Texas primary care doctors say they’re hemorrhaging cash and at risk of closing their doors during the coronavirus pandemic, and a new trade group proposal argues it’s time for Texas lawmakers to overhaul how physicians’ practices get paid.
More patients are forgoing office visits as they stay home to avoid the virus, and doctors’ offices report that their revenues have fallen sharply as a result. Many large health insurance companies have posted huge profits during the same period.
A family physician trade group wants insurers to share the wealth, and with four months before the 2021 legislative session is scheduled to begin, they’re asking state lawmakers for help. The Texas Academy of Family Physicians calls its proposal a “Primary Care Marshall Plan,” a reference to the massive program of U.S. investment to help parts ofEurope rebuild after World War II.
“Just as the aftermath of war offers an opportunity to rebuild, the devastation COVID-19 wrought on our health care system and our economy gives us the opportunity to rebuild a better, more cost-effective system of care,” the proposal says.
The physician group, which represents nearly 10,000 members, is also asking for other reforms, such as new state laws to make it easier for physicians to get paid for seeing patients via telemedicine. It’s calling on the Texas Legislature to expand the Medicaid public insurance program to cover poor adults, which would lower the state’s uniquely high uninsured rate and increase the number of paying customers at doctors’ offices. And it wants lawmakers to restore funding to a program that studied health disparities among racial groups until it was defunded in 2017.
But payment reform is their No. 1 demand, with the proposal calling for state-governed health plans to move away from the traditional “fee-for-service” payment model. Under that system, the mainstream in American medicine, physicians bill insurance companies based on each discrete service they provide, such as an office visit, lab test or immunization.
The doctors instead want insurance companies to embrace a “prospective payment” model, in which insurers pay physicians a set fee per patient each month, akin to a subscription service.
Those changes are necessary to keep primary care physicians’ offices afloat, doctors say.
“Multiple insurers have made record profits, and their good fortune with corona[virus] is done on my back, in a sense,” said Dr. Erica Swegler, a family physician in Austin.
The number of patients coming to Swegler’s office fell by more than half this spring during Gov. Greg Abbott’s stay-home order. Now she estimates she’s seeing somewhere between 70% and 80% of normal patient volumes. But many of those patients are opting for remote telemedicine visits, which Swegler says yield stingier payments from health insurers.
At the same time, some costs of doing business have grown during the pandemic, with items like gloves and masks demanding twice their pre-pandemic prices. As a cost-cutting measure, she said her office no longer carries a supply of vaccines on hand.

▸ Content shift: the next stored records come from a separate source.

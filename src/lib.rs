pub mod allowlist;
pub mod app;
pub mod config;
pub mod domain;
pub mod error;
pub mod filter;
pub mod header;
pub mod mapping;
pub mod output;
pub mod selection;
pub mod store;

Swegler’s monthly revenue is down about $5,000 to $10,000 per month, which she says she has only been able to swallow by deferring loan payments, depleting a retirement fund and taking a pay cut.
“We are literally hanging in, so it’s a day-by-day, week-by-week thing,” she said.
Some 8% of U.S. doctors reported shuttering their practices in the past four months because of the coronavirus, according to an August survey published by the nonprofit Physicians Foundation. More than 40% reported cutting staff.
Congressional bailouts such as Paycheck Protection Program loans have helped delay a spate of closures, doctors say, but those funds are drying up.
Dr. Christopher Crow, chief executive of the Catalyst Health Network, which includes nearly 1,000 primary care providers in North, Central and East Texas, said health insurers are warming up to the idea of prospective payments.
In the North Texas market, the physician network has agreements with two major insurers to enter such a payment arrangement, said Crow, who aims to sign with two more by 2022.
Virtually all of the network’s members have taken pay cuts this year, he said. If more primary care doctors go out of business, he said, more patients will miss out on preventive health care and end up receiving expensive emergency care later.
“The fact that we don’t supply good primary care means that we are taxing the citizens of Texas for more expensive health care in the future,” he said. “It is absolutely fiscally irresponsible, not to mention morally irresponsible.”